Gambling culture ~ Ashley Bentley

Aus photo

Australian soldiers gathering in a circle to play the coin-flipping game two-up, 1942. Source: Northern Territory Library

The act of gambling plays a subliminal, yet fundamental role in the Australian subconscious as an act of patriotic commemoration and as a recreation. Reaching its peak in 1999, The Productivity Commission National Gambling Survey, conducted by the Victorian Gambling Regulation Association, noted how 82 per cent of the eligible population participated in some form of gambling, including: buying raffle tickets, lotto, bingo, casino games, scratch cards, sporting events, and participating in the Anzac day tradition of playing two-up – a coin game where the outcome of flipping two coins is wagered upon.[1] The tradition of playing two-up, which is only legal on Anzac day – with the exception of Broken Hill where it is legal all year round – stems from the Australian soldiers’ tradition of playing the game as a pastime on the journey to Gallipoli during World War One. It functions as an expression of gratitude for Australians who served their country in its infancy when the influence of colonisation triumphed notions of Australian national identity.[2]

Early colonial gaming

The origins of gambling in colonial Australia can be linked to the Irish diaspora through government records. Lieutenant-governor David Collins, a prominent British official that arrived on one of the earliest expeditions to Australia, observed (in reports returned to Westminster) how Irish convicts participated in gambling activities, and contributed to its growing popularity in the settlements surrounding Port Jackson (modern-day Sydney). Contemporary newspaper reports reveal that attempts to preserve the existence of gambling during its prohibition can be attributed to the Irish diaspora. Archbishop Michael Kelly, a prominent Irish figure in the Catholic Church in Australia in the late nineteenth century, for example, endorsed the selling of raffle tickets in a speech in 1903 at a sale of work in Grafton, New South Wales, to generate funds for worthy causes. The emergence of ‘unofficial’ or illegal gambling workshops known as ‘totalisators’ provided willing gamblers with an outlet to place wagers. Such institutions were run by Irish immigrants, and contributed to the preservation of gambling as well as its image of obstinacy and defiance that make it central to Australian patriotic commemoration and culture.[3]

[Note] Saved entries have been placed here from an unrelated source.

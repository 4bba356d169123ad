pub mod bookings;
pub mod error;
pub mod favorites;
pub mod ids;
pub mod properties;
pub mod types;

pub use bookings::{BookingRepository, BOOKINGS_KEY};
pub use error::{RepositoryError, Result};
pub use favorites::{favorites_key, FavoritesRepository};
pub use properties::{realistic_pricing, PropertyRepository, PROPERTIES_KEY};
pub use types::{MigrationReport, PropertyFilters};
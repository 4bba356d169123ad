use super::{KvStore, StorageError};
use serde::{de::DeserializeOwned, Serialize};
use std::collections::HashMap;
use std::sync::Arc;
use tokio::sync::Mutex;
use tracing::{debug, warn};

/// JSON collections on top of a [`KvStore`], one array per key.
///
/// Every mutation of a key runs read-modify-write while holding that key's
/// lock, so two writers on the same collection are applied one after the
/// other instead of the second overwriting the first. Plain reads take no
/// lock.
pub struct BlobStore {
    kv: Arc<dyn KvStore>,
    locks: Mutex<HashMap<String, Arc<Mutex<()>>>>,
}

impl BlobStore {
    pub fn new(kv: Arc<dyn KvStore>) -> Self {
        Self {
            kv,
            locks: Mutex::new(HashMap::new()),
        }
    }

    pub fn backend_name(&self) -> &'static str {
        self.kv.backend_name()
    }

    async fn key_lock(&self, key: &str) -> Arc<Mutex<()>> {
        let mut locks = self.locks.lock().await;
        locks
            .entry(key.to_string())
            .or_insert_with(|| Arc::new(Mutex::new(())))
            .clone()
    }

    async fn read<T: DeserializeOwned>(&self, key: &str) -> Result<Option<Vec<T>>, StorageError> {
        let Some(raw) = self.kv.get(key).await? else {
            return Ok(None);
        };

        serde_json::from_str(&raw)
            .map(Some)
            .map_err(|source| {
                warn!("Malformed collection under {}: {}", key, source);
                StorageError::Corrupt {
                    key: key.to_string(),
                    source,
                }
            })
    }

    async fn write<T: Serialize>(&self, key: &str, items: &[T]) -> Result<(), StorageError> {
        let json = serde_json::to_string(items).map_err(|source| StorageError::Encode {
            key: key.to_string(),
            source,
        })?;
        self.kv.set(key, json).await
    }

    /// Whole collection under `key`; a key that was never written is empty.
    pub async fn load<T: DeserializeOwned>(&self, key: &str) -> Result<Vec<T>, StorageError> {
        Ok(self.read(key).await?.unwrap_or_default())
    }

    /// Apply `f` to the stored collection and write it back.
    ///
    /// `f` returning `None` means nothing changed: storage is left untouched
    /// and `None` is returned. `f` sees an empty collection when the key is
    /// absent; `present` tells it whether that emptiness is real.
    pub async fn modify<T, R, F>(&self, key: &str, f: F) -> Result<Option<R>, StorageError>
    where
        T: Serialize + DeserializeOwned,
        F: FnOnce(&mut Vec<T>, bool) -> Option<R>,
    {
        let lock = self.key_lock(key).await;
        let _guard = lock.lock().await;

        let stored = self.read::<T>(key).await?;
        let present = stored.is_some();
        let mut items = stored.unwrap_or_default();

        let Some(result) = f(&mut items, present) else {
            debug!("No changes for {}", key);
            return Ok(None);
        };

        self.write(key, &items).await?;
        debug!("Persisted {} records under {}", items.len(), key);
        Ok(Some(result))
    }

    /// Like [`BlobStore::modify`] for mutations that always write.
    pub async fn update<T, R, F>(&self, key: &str, f: F) -> Result<R, StorageError>
    where
        T: Serialize + DeserializeOwned,
        F: FnOnce(&mut Vec<T>) -> R,
    {
        let lock = self.key_lock(key).await;
        let _guard = lock.lock().await;

        let mut items = self.load::<T>(key).await?;
        let result = f(&mut items);

        self.write(key, &items).await?;
        debug!("Persisted {} records under {}", items.len(), key);
        Ok(result)
    }

    /// Drop the collection under `key`. Waits for in-flight writers.
    pub async fn clear(&self, key: &str) -> Result<bool, StorageError> {
        let lock = self.key_lock(key).await;
        let _guard = lock.lock().await;
        self.kv.remove(key).await
    }
}
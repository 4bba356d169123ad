use chrono::{DateTime, Utc};
use serde::{Deserialize, Serialize};

use super::{stored, Pricing, Property};
use crate::pricing::{self, FeeModel};

#[derive(Debug, Clone, Copy, Serialize, Deserialize, PartialEq, Eq)]
#[serde(rename_all = "lowercase")]
pub enum BookingStatus {
    Confirmed,
    Completed,
    Cancelled,
}

#[derive(Debug, Clone, Serialize, Deserialize, PartialEq, Default)]
pub struct SnapshotLocation {
    pub city: String,
    pub country: String,
}

/// Copy of the listing taken when the booking was made. Later edits to the
/// property never reach it.
#[derive(Debug, Clone, Serialize, Deserialize, PartialEq)]
pub struct PropertySnapshot {
    pub title: String,
    #[serde(default, deserialize_with = "stored::images")]
    pub images: Vec<String>,
    pub location: SnapshotLocation,
    pub pricing: Pricing,
}

impl From<&Property> for PropertySnapshot {
    fn from(property: &Property) -> Self {
        Self {
            title: property.title.clone(),
            images: property.images.clone(),
            location: SnapshotLocation {
                city: property.location.city.clone(),
                country: property.location.country.clone(),
            },
            pricing: property.pricing,
        }
    }
}

/// A stay reserved by a guest. Stay dates may be stored either as full
/// timestamps or as bare `YYYY-MM-DD` dates.
#[derive(Debug, Clone, Serialize, Deserialize, PartialEq)]
#[serde(rename_all = "camelCase")]
pub struct Booking {
    pub id: String,
    pub property_id: String,
    pub user_id: String,
    #[serde(deserialize_with = "stored::stay_date")]
    pub check_in: DateTime<Utc>,
    #[serde(deserialize_with = "stored::stay_date")]
    pub check_out: DateTime<Utc>,
    pub guests: u32,
    pub total_price: f64,
    pub status: BookingStatus,
    pub created_at: DateTime<Utc>,
    pub property: PropertySnapshot,
}

/// Booking fields supplied by the caller; id and creation time are assigned
/// by the repository.
#[derive(Debug, Clone, Serialize, Deserialize, PartialEq)]
#[serde(rename_all = "camelCase")]
pub struct BookingDraft {
    pub property_id: String,
    pub user_id: String,
    #[serde(deserialize_with = "stored::stay_date")]
    pub check_in: DateTime<Utc>,
    #[serde(deserialize_with = "stored::stay_date")]
    pub check_out: DateTime<Utc>,
    pub guests: u32,
    pub total_price: f64,
    pub status: BookingStatus,
    pub property: PropertySnapshot,
}

impl BookingDraft {
    /// Confirmed booking for `property`, priced with `fee_model`.
    pub fn for_property(
        property: &Property,
        user_id: impl Into<String>,
        check_in: DateTime<Utc>,
        check_out: DateTime<Utc>,
        guests: u32,
        fee_model: FeeModel,
    ) -> Self {
        let nights = pricing::nights(Some(check_in), Some(check_out));
        let breakdown = pricing::breakdown(property.pricing.per_night, nights, fee_model);

        Self {
            property_id: property.id.clone(),
            user_id: user_id.into(),
            check_in,
            check_out,
            guests,
            total_price: breakdown.total,
            status: BookingStatus::Confirmed,
            property: PropertySnapshot::from(property),
        }
    }

    pub fn into_booking(self, id: String, created_at: DateTime<Utc>) -> Booking {
        Booking {
            id,
            property_id: self.property_id,
            user_id: self.user_id,
            check_in: self.check_in,
            check_out: self.check_out,
            guests: self.guests,
            total_price: self.total_price,
            status: self.status,
            created_at,
            property: self.property,
        }
    }
}

#[cfg(test)]
mod tests {
    use super::*;
    use crate::models::{Location, PropertyDraft, PropertyType};
    use chrono::TimeZone;

    fn property() -> Property {
        PropertyDraft {
            title: "Ikoyi Loft".into(),
            property_type: PropertyType::Apartment,
            guests: 2,
            bedrooms: 1,
            bathrooms: 1,
            location: Location {
                address: "3 Bourdillon Rd".into(),
                city: "Lagos".into(),
                country: "Nigeria".into(),
            },
            amenities: vec!["WiFi".into()],
            pricing: Pricing {
                per_night: 25_000.0,
                cleaning_fee: 4_000.0,
            },
            description: String::new(),
        }
        .into_property("prop-1".into(), "host-1".into(), vec![], Utc::now())
    }

    #[test]
    fn draft_for_property_prices_and_snapshots() {
        let property = property();
        let check_in = Utc.with_ymd_and_hms(2024, 1, 1, 0, 0, 0).unwrap();
        let check_out = Utc.with_ymd_and_hms(2024, 1, 4, 0, 0, 0).unwrap();

        let draft = BookingDraft::for_property(
            &property,
            "guest-1",
            check_in,
            check_out,
            2,
            FeeModel::Host {
                cleaning_fee: property.pricing.cleaning_fee,
            },
        );

        // (25000 * 3 + 4000) * 1.10
        assert_eq!(draft.total_price, 86_900.0);
        assert_eq!(draft.status, BookingStatus::Confirmed);
        assert_eq!(draft.property.title, "Ikoyi Loft");
        assert_eq!(draft.property.location.city, "Lagos");
        assert_eq!(draft.property.pricing, property.pricing);
    }

    #[test]
    fn booking_json_shape() {
        let property = property();
        let at = Utc.with_ymd_and_hms(2024, 3, 1, 12, 0, 0).unwrap();
        let booking = BookingDraft::for_property(&property, "guest-1", at, at, 1, FeeModel::Platform)
            .into_booking("BK-1-abc".into(), at);

        let value = serde_json::to_value(&booking).unwrap();
        assert_eq!(value["propertyId"], "prop-1");
        assert_eq!(value["status"], "confirmed");
        assert_eq!(value["property"]["pricing"]["cleaningFee"], 4_000.0);
    }

    #[test]
    fn date_only_stays_deserialize_at_midnight_utc() {
        let json = r#"{
            "id": "BK-1714554000000-k2j4h5g6f",
            "propertyId": "prop-1",
            "userId": "guest-1",
            "checkIn": "2024-01-01",
            "checkOut": "2024-01-04T00:00:00.000Z",
            "guests": 2,
            "totalPrice": 86900,
            "status": "confirmed",
            "createdAt": "2023-12-20T10:15:00.000Z",
            "property": {
                "title": "Ikoyi Loft",
                "images": [null],
                "location": {"city": "Lagos", "country": "Nigeria"},
                "pricing": {"perNight": 25000, "cleaningFee": 4000}
            }
        }"#;

        let booking: Booking = serde_json::from_str(json).unwrap();
        assert_eq!(booking.check_in, Utc.with_ymd_and_hms(2024, 1, 1, 0, 0, 0).unwrap());
        assert_eq!(booking.check_out, Utc.with_ymd_and_hms(2024, 1, 4, 0, 0, 0).unwrap());
        assert_eq!(pricing::nights(Some(booking.check_in), Some(booking.check_out)), 3);
        assert!(booking.property.images.is_empty());

        // written back as full timestamps
        let value = serde_json::to_value(&booking).unwrap();
        assert_eq!(value["checkIn"], "2024-01-01T00:00:00Z");
    }
}
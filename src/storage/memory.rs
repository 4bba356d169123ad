use super::{KvStore, StorageError};
use async_trait::async_trait;
use std::collections::HashMap;
use std::sync::Arc;
use tokio::sync::RwLock;

/// In-process store. Clones share the same contents.
#[derive(Debug, Clone, Default)]
pub struct MemoryStore {
    data: Arc<RwLock<HashMap<String, String>>>,
}

impl MemoryStore {
    pub fn new() -> Self {
        Self::default()
    }

    pub async fn len(&self) -> usize {
        self.data.read().await.len()
    }

    pub async fn is_empty(&self) -> bool {
        self.data.read().await.is_empty()
    }
}

#[async_trait]
impl KvStore for MemoryStore {
    async fn get(&self, key: &str) -> Result<Option<String>, StorageError> {
        Ok(self.data.read().await.get(key).cloned())
    }

    async fn set(&self, key: &str, value: String) -> Result<(), StorageError> {
        self.data.write().await.insert(key.to_string(), value);
        Ok(())
    }

    async fn remove(&self, key: &str) -> Result<bool, StorageError> {
        Ok(self.data.write().await.remove(key).is_some())
    }

    fn backend_name(&self) -> &'static str {
        "memory"
    }
}
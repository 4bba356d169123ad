use super::StorageError;
use async_trait::async_trait;

/// Persistent string store addressed by fixed keys.
/// Implementations only move raw values; encoding lives in [`super::BlobStore`].
#[async_trait]
pub trait KvStore: Send + Sync {
    /// Value stored under `key`, or `None` if nothing was ever written
    async fn get(&self, key: &str) -> Result<Option<String>, StorageError>;

    /// Replace whatever is stored under `key`
    async fn set(&self, key: &str, value: String) -> Result<(), StorageError>;

    /// Drop `key`. Returns whether anything was removed.
    async fn remove(&self, key: &str) -> Result<bool, StorageError>;

    fn backend_name(&self) -> &'static str;
}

The Irish diaspora, directly and indirectly, contributed to the creation of colonial Australia’s gambling culture, creating situations where gambling, as a leisure activity, was not only prominent, but became a patriotic tradition on Anzac Day through the form of a coin-tossing game known as ‘two-up’. The Catholic Church, as evident in the case of Michael Kelly, played a central role in justifying gambling as a recreational activity. It encouraged church followers to be dismissive of gaming laws, and gives an example of how an anti-establishment stereotype was cultivated around descendants of the Irish diaspora. Unofficial gambling became a demonstration of defiance and autonomy for Australians when creating a distinctive culture in opposition to Australia’s early colonial past, with the norms and traits of a marginalised subculture like that of Irish immigrants being appealing and more fitting when finding inspiration for defining a patriotic Australian identity.

David_Collins

Lieutenant-Colonel David Collins  (1756– 1810). Source: National Archives of Australia’s Trove.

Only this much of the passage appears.